What a FUN weekend!!

It was really good to see old and new friends. Tim....you and your Folks put on a Class AAA shoot! Thank you very much for your hospitality, I can't think of a single way to make it better unless we get more 'victims' to enjoy it with us

....sorry Prag.....maybe next year


----------



## pragmatic_lee (Jan 19, 2008)

GOT LUCKY said:


> ...


Don Knight (Luke's father), Luke Knight, Austin Hutchens, Locksley Hutchens (Austin's father)


----------



## psargeant (Aug 1, 2004)

Now that you mention it MAC...prag still owes me some crispies from the indoor...time to pay the piper Prag...


----------



## psargeant (Aug 1, 2004)

pragmatic_lee said:


> Don Knight (Luke's father), Luke Knight, Austin Hutchens, Locksley Hutchens (Austin's father)


Little late there prag...as usual...


----------



## pragmatic_lee (Jan 19, 2008)

Macaholic said:


> What a FUN weekend!!
> 
> It was really good to see old and new friends. Tim....you and your Folks put on a Class AAA shoot! Thank you very much for your hospitality, I can't think of a single way to make it better unless we get more 'victims' to enjoy it with us
> 
> ....sorry Prag.....maybe next year


I want a RE-MATCH Thu. evening at DCWC. Jarlicker will be in Atlanta, but Jr. wants to go this weekend. So meet us there along with 3DShooter80 and we'll work on getting my crispie back. :wink:


----------



## GOT LUCKY (Apr 30, 2005)

*...getting to sign the target!!*


----------



## psargeant (Aug 1, 2004)

Luke was working hard at signing one all Day Saturday...way to go Luke:clap:


----------



## pragmatic_lee (Jan 19, 2008)

psargeant said:


> Luke was working hard at signing one all Day Saturday...way to go Luke:clap:


Is that Luke or Austin? I'm


----------



## psargeant (Aug 1, 2004)

pragmatic_lee said:


> Is that Luke or Austin? I'm


You're right, that's Austin...I shot with Luke Saturday, got myself a little


----------



## GOT LUCKY (Apr 30, 2005)

*Jerry Dubree - AMFS*


----------



## GOT LUCKY (Apr 30, 2005)

*Jarlicker Joe Rozmus 2nd.

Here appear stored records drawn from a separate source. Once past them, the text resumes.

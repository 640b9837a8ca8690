//! Application-wide constants and default values.

// # Brightness transition tuning

/// Extra seconds added to every guard window. The bridge keeps reporting a
/// snapped value for a while after a transition nominally ends.
pub const DEFAULT_SETTLE_BUFFER: f64 = 2.0;

/// Floor for sweep durations, in seconds.
pub const MIN_SWEEP: f64 = 0.1;

/// Sweep stored on stopped records. Only ever used as a divisor guard.
pub const NOMINAL_SWEEP: f64 = 1.0;

/// Smallest brightness change worth sending (1/254 of full scale, in percent).
pub const DEFAULT_MIN_STEP: f64 = 0.4;

/// Seconds for a full 0% to 100% sweep when a command gives none.
pub const DEFAULT_SWEEP_TIME: f64 = 5.0;

pub const DEFAULT_MAX_BRIGHTNESS: f64 = 100.0;
pub const DEFAULT_MIN_BRIGHTNESS: f64 = 0.0;

/// Below this a resolved brightness is treated as "unknown" and the raw
/// dimming value is fetched from the bridge instead.
pub const BRIGHTNESS_EPSILON: f64 = 0.1;

// # Colour temperature

/// Kelvin range assumed when a light publishes no mirek schema.
pub const DEFAULT_MIN_COLOR_TEMP_KELVIN: u32 = 2000;
pub const DEFAULT_MAX_COLOR_TEMP_KELVIN: u32 = 6535;

// # Validation limits

pub const MINIMUM_SWEEP_TIME: f64 = MIN_SWEEP;
pub const MAXIMUM_SWEEP_TIME: f64 = 3600.0;
pub const MINIMUM_SETTLE_BUFFER: f64 = 0.0;
pub const MAXIMUM_SETTLE_BUFFER: f64 = 60.0;
pub const MINIMUM_MIN_STEP: f64 = 0.0;
pub const MAXIMUM_MIN_STEP: f64 = 10.0;
pub const MINIMUM_REQUEST_TIMEOUT_MS: u64 = 100;
pub const MAXIMUM_REQUEST_TIMEOUT_MS: u64 = 60_000;

// # Bridge transport

pub const DEFAULT_REQUEST_TIMEOUT_MS: u64 = 3000;
pub const CLIP_RESOURCE_PATH: &str = "clip/v2/resource";
pub const APPLICATION_KEY_HEADER: &str = "hue-application-key";

// # IPC

pub const SOCKET_FILE_NAME: &str = "huedimmer.sock";
pub const IPC_POLL_INTERVAL_MS: u64 = 10;
pub const IPC_READ_TIMEOUT_MS: u64 = 2000;
/// Client-side wait for a response; covers several bridge round-trips.
pub const IPC_CLIENT_TIMEOUT_MS: u64 = 30_000;

// # Files

pub const CONFIG_DIR_NAME: &str = "huedimmer";
pub const CONFIG_FILE_NAME: &str = "huedimmer.toml";

// # Exit codes

pub const EXIT_FAILURE: i32 = 1;
//! Default configuration file creation.
//!
//! The default file carries every tunable with its default value and a short
//! aligned comment, plus commented-out bridge credentials and alias examples
//! the user fills in.

use anyhow::{Context, Result};
use std::fs;
use std::path::PathBuf;

use crate::constants::*;

/// Write a commented default `huedimmer.toml` to `path`.
pub fn create_default_config(path: &PathBuf) -> Result<()> {
    if let Some(parent) = path.parent() {
        fs::create_dir_all(parent).context("Failed to create config directory")?;
    }

    fs::write(path, default_config_content())
        .with_context(|| format!("Failed to write default config to {}", path.display()))
}

pub(crate) fn default_config_content() -> String {
    let settings = ConfigBuilder::new()
        .add_section("Bridge")
        .add_commented_setting(
            "bridge_host",
            "\"192.168.1.2\"",
            "Hue bridge address (required by the daemon)",
        )
        .add_commented_setting(
            "application_key",
            "\"<key>\"",
            "CLIP v2 application key (required by the daemon)",
        )
        .add_setting(
            "request_timeout_ms",
            &DEFAULT_REQUEST_TIMEOUT_MS.to_string(),
            &format!(
                "Bridge HTTP timeout ({MINIMUM_REQUEST_TIMEOUT_MS}-{MAXIMUM_REQUEST_TIMEOUT_MS}) ms"
            ),
        )
        .add_section("Transitions")
        .add_setting(
            "sweep_time",
            &format!("{DEFAULT_SWEEP_TIME:.1}"),
            &format!(
                "Seconds for a full 0-100% sweep ({MINIMUM_SWEEP_TIME}-{MAXIMUM_SWEEP_TIME})"
            ),
        )
        .add_setting(
            "settle_buffer",
            &format!("{DEFAULT_SETTLE_BUFFER:.1}"),
            &format!(
                "Extra guard seconds after a transition ({MINIMUM_SETTLE_BUFFER}-{MAXIMUM_SETTLE_BUFFER})"
            ),
        )
        .add_setting(
            "min_step",
            &DEFAULT_MIN_STEP.to_string(),
            &format!(
                "Smallest brightness change worth sending ({MINIMUM_MIN_STEP}-{MAXIMUM_MIN_STEP})%"
            ),
        )
        .build();

    // Tables must follow all top-level keys
    format!(
        "{settings}\n\n\
         #[Aliases] Friendly names usable in place of \"light/<id>\" or \"grouped_light/<id>\"\n\
         [aliases]\n\
         # kitchen = \"light/3f1c0c2e-0000-0000-0000-000000000000\"\n\
         # living_room = \"grouped_light/9a0e0000-0000-0000-0000-000000000000\"\n"
    )
}

struct ConfigBuilder {
    entries: Vec<EntryType>,
}

enum EntryType {
    Section(String),
    Setting { line: String, comment: String },
}

impl ConfigBuilder {
    fn new() -> Self {
        Self {
            entries: Vec::new(),
        }
    }

    fn add_section(mut self, title: &str) -> Self {
        self.entries.push(EntryType::Section(format!("#[{title}]")));
        self
    }

    fn add_setting(mut self, key: &str, value: &str, comment: &str) -> Self {
        self.entries.push(EntryType::Setting {
            line: format!("{key} = {value}"),
            comment: format!("# {comment}"),
        });
        self
    }

    /// A setting written commented out, for values with no usable default.
    fn add_commented_setting(mut self, key: &str, value: &str, comment: &str) -> Self {
        self.entries.push(EntryType::Setting {
            line: format!("# {key} = {value}"),
            comment: format!("# {comment}"),
        });
        self
    }

    fn build(self) -> String {
        // Align every comment one column past the longest setting line
        let width = self
            .entries
            .iter()
            .filter_map(|entry| match entry {
                EntryType::Setting { line, .. } => Some(line.len()),
                EntryType::Section(_) => None,
            })
            .max()
            .unwrap_or(0)
            + 1;

        let mut result = Vec::new();
        for entry in self.entries {
            match entry {
                EntryType::Section(title) => {
                    if !result.is_empty() {
                        result.push(String::new());
                    }
                    result.push(title);
                }
                EntryType::Setting { line, comment } => {
                    result.push(format!("{line:<width$}{comment}"));
                }
            }
        }

        result.join("\n")
    }
}
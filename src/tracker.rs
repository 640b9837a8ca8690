//! Transition tracker: last-known transition metadata per light or group.
//!
//! Every raise, lower and stop command overwrites the record for its target.
//! Records are removed lazily by the resolver once their guard window has
//! elapsed, or in bulk by [`TransitionTracker::prune_expired`] before a batch
//! of commands.

use serde::{Deserialize, Serialize};
use std::collections::HashMap;
use std::sync::{Arc, Mutex, MutexGuard, PoisonError};

use crate::constants::MIN_SWEEP;
use crate::time_source::TimeSource;

/// Direction of the transition a record describes.
#[derive(Debug, Clone, Copy, PartialEq, Eq, Serialize, Deserialize)]
#[serde(rename_all = "lowercase")]
pub enum Direction {
    Up,
    Down,
    /// Stopped or idle. The record freezes the brightness it was written with.
    None,
}

impl Direction {
    pub fn is_moving(self) -> bool {
        self != Direction::None
    }

    pub fn as_str(&self) -> &'static str {
        match self {
            Direction::Up => "up",
            Direction::Down => "down",
            Direction::None => "none",
        }
    }
}

/// Snapshot of one tracked transition.
#[derive(Debug, Clone, Copy, PartialEq, Serialize, Deserialize)]
pub struct TransitionRecord {
    /// Clock reading (seconds) when the record was written
    pub timestamp: f64,
    /// Brightness at the moment the record was written (0-100)
    pub start_brightness: f64,
    /// Commanded destination, or the frozen value for stopped records (0-100)
    pub target_brightness: f64,
    pub direction: Direction,
    /// Full 0-100% sweep duration in seconds
    pub sweep_seconds: f64,
}

impl TransitionRecord {
    /// Seconds after `timestamp` during which reported brightness is not trusted.
    pub fn guard_seconds(&self, settle_buffer: f64) -> f64 {
        if self.direction.is_moving() {
            self.sweep_seconds + settle_buffer
        } else {
            settle_buffer
        }
    }

    /// Linear estimate of the brightness `elapsed` seconds after the record
    /// was written, never passing the target.
    pub fn predict(&self, elapsed: f64) -> f64 {
        let rate = 100.0 / self.sweep_seconds.max(MIN_SWEEP);
        let delta = rate * elapsed.max(0.0);

        match self.direction {
            Direction::Up => (self.start_brightness + delta).min(self.target_brightness),
            Direction::Down => (self.start_brightness - delta).max(self.target_brightness),
            Direction::None => self.start_brightness,
        }
    }
}

/// Keyed store of transition records with an explicit lifecycle.
///
/// One coarse lock guards the whole map, so a write is never seen half-done
/// and concurrent callers cannot interleave inside a single operation.
pub struct TransitionTracker {
    records: Mutex<HashMap<String, TransitionRecord>>,
    clock: Arc<dyn TimeSource>,
}

impl TransitionTracker {
    pub fn new(clock: Arc<dyn TimeSource>) -> Self {
        Self {
            records: Mutex::new(HashMap::new()),
            clock,
        }
    }

    // Records are plain data, so a panic elsewhere cannot leave one half-written.
    fn lock(&self) -> MutexGuard<'_, HashMap<String, TransitionRecord>> {
        self.records.lock().unwrap_or_else(PoisonError::into_inner)
    }

    /// Current reading of the tracker's clock.
    pub fn now(&self) -> f64 {
        self.clock.now()
    }

    /// Store or overwrite the record for `id`, stamped with the current time.
    pub fn record(
        &self,
        id: &str,
        start_brightness: f64,
        target_brightness: f64,
        direction: Direction,
        sweep_seconds: f64,
    ) {
        let record = TransitionRecord {
            timestamp: self.clock.now(),
            start_brightness,
            target_brightness,
            direction,
            sweep_seconds,
        };
        self.lock().insert(id.to_string(), record);
    }

    /// Read-only lookup.
    pub fn get(&self, id: &str) -> Option<TransitionRecord> {
        self.lock().get(id).copied()
    }

    /// Remove the record for `id`.
    pub fn prune(&self, id: &str) {
        self.lock().remove(id);
    }

    /// Remove the record for `id` only if it is still the one written at
    /// `timestamp`. Returns whether a record was removed.
    pub fn prune_if_unchanged(&self, id: &str, timestamp: f64) -> bool {
        let mut records = self.lock();
        match records.get(id) {
            Some(record) if record.timestamp == timestamp => {
                records.remove(id);
                true
            }
            _ => false,
        }
    }

    /// Drop every record whose guard window has elapsed. Returns how many were removed.
    pub fn prune_expired(&self, settle_buffer: f64) -> usize {
        let now = self.clock.now();
        let mut records = self.lock();
        let before = records.len();
        records.retain(|_, record| now - record.timestamp <= record.guard_seconds(settle_buffer));
        before - records.len()
    }

    pub fn len(&self) -> usize {
        self.lock().len()
    }

    pub fn is_empty(&self) -> bool {
        self.lock().is_empty()
    }

    /// Forget everything (daemon shutdown).
    pub fn clear(&self) {
        self.lock().clear();
    }
}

Place*


----------



## GOT LUCKY (Apr 30, 2005)

*Cindy Gibbs - AFFS*


----------



## GOT LUCKY (Apr 30, 2005)

*Yours truly....."SFFS -Super Fine Free-Styler"....looks like I'm hand wrestling Sarge for the trophy...*


----------



## pragmatic_lee (Jan 19, 2008)

GOT LUCKY said:


> *Yours truly.....looks like I'm hand wrestling Sarge for the trophy...*


Ah, don't be ashamed to list your "class" - at least it isn't "Senior" Master Female. :wink:


----------



## GOT LUCKY (Apr 30, 2005)

*Tim Eaton - AMBHFS and our Host for the Weekend!!*


----------



## pragmatic_lee (Jan 19, 2008)

GOT LUCKY said:


> *Tim Eaton - AMBHFS and our Host for the Weekend!!*


Well actually this is Pat Sargeant receiving his 1st place in AMFSLR/L from Tim. :wink:


----------



## GOT LUCKY (Apr 30, 2005)

pragmatic_lee said:


> Ah, don't be ashamed to list your "class" - at least it isn't "Senior" Master Female. :wink:


*
That better PRAG????...*

.


----------



## GOT LUCKY (Apr 30, 2005)

pragmatic_lee said:


> Well actually this is Pat Sargeant receiving his 1st place in AMFSLR/L from Tim. :wink:


*WHOOPS!!!...sorry guys....let me try and find Tim's picture....*

.


----------



## GOT LUCKY (Apr 30, 2005)

GOT LUCKY said:


> *WHOOPS!!!...sorry guys....let me try and find Tim's picture....*
> 
> .


*OK...just switch them around....Here is Tim getting his award!!*


----------



## pragmatic_lee (Jan 19, 2008)

GOT LUCKY said:


> *
> That better PRAG!!...*
> 
> .


MUCH better and very correct.



GOT LUCKY said:


> *WHOOPS!!!...sorry guys....let me try and find Tim's picture....*
> 
> .


And you should have some pix of the youth and cubs. When we talked on the phone this morning about me posting the pix, I thought I was going to be tied up all day with a customer problem. But it seems the problem was "user" related (they deleted 604 of their patients from the data they send us), so it's back to my normal day of "work" on AT. :wink:


----------



## GOT LUCKY (Apr 30, 2005)

pragmatic_lee said:


> MUCH better and very correct.
> 
> 
> 
> And you should have some pix of the youth and cubs. When we talked on the phone this morning about me posting the pix, I thought I was going to be tied up all day with a customer problem. But it seems the problem was "user" related (they deleted 604 of their patients from the data they send us), so it's back to my normal day of "work" on AT. :wink:


*Thanks...I'm going to need some help as I have not shot with them....I'll post the pictures and you can title them for me.....here we gooooo.....*


----------



## GOT LUCKY (Apr 30, 2005)

...


----------



## pragmatic_lee (Jan 19, 2008)

GOT LUCKY said:


> ...


SMFS Terry Pendley (that should have been mine :tongue Congrats Terry


----------



## GOT LUCKY (Apr 30, 2005)

...


----------



## pragmatic_lee (Jan 19, 2008)

GOT LUCKY said:


> ...


I hope I got these young men correct:
YMFS Justin Hutchens


----------



## GOT LUCKY (Apr 30, 2005)

...


----------



## pragmatic_lee (Jan 19, 2008)

GOT LUCKY said:


> ...


YMFS 2nd place Chris Schweitzer
Remind me to tell you a little story about Chris once you're done with the pix. It was during the indoor season back last winter. 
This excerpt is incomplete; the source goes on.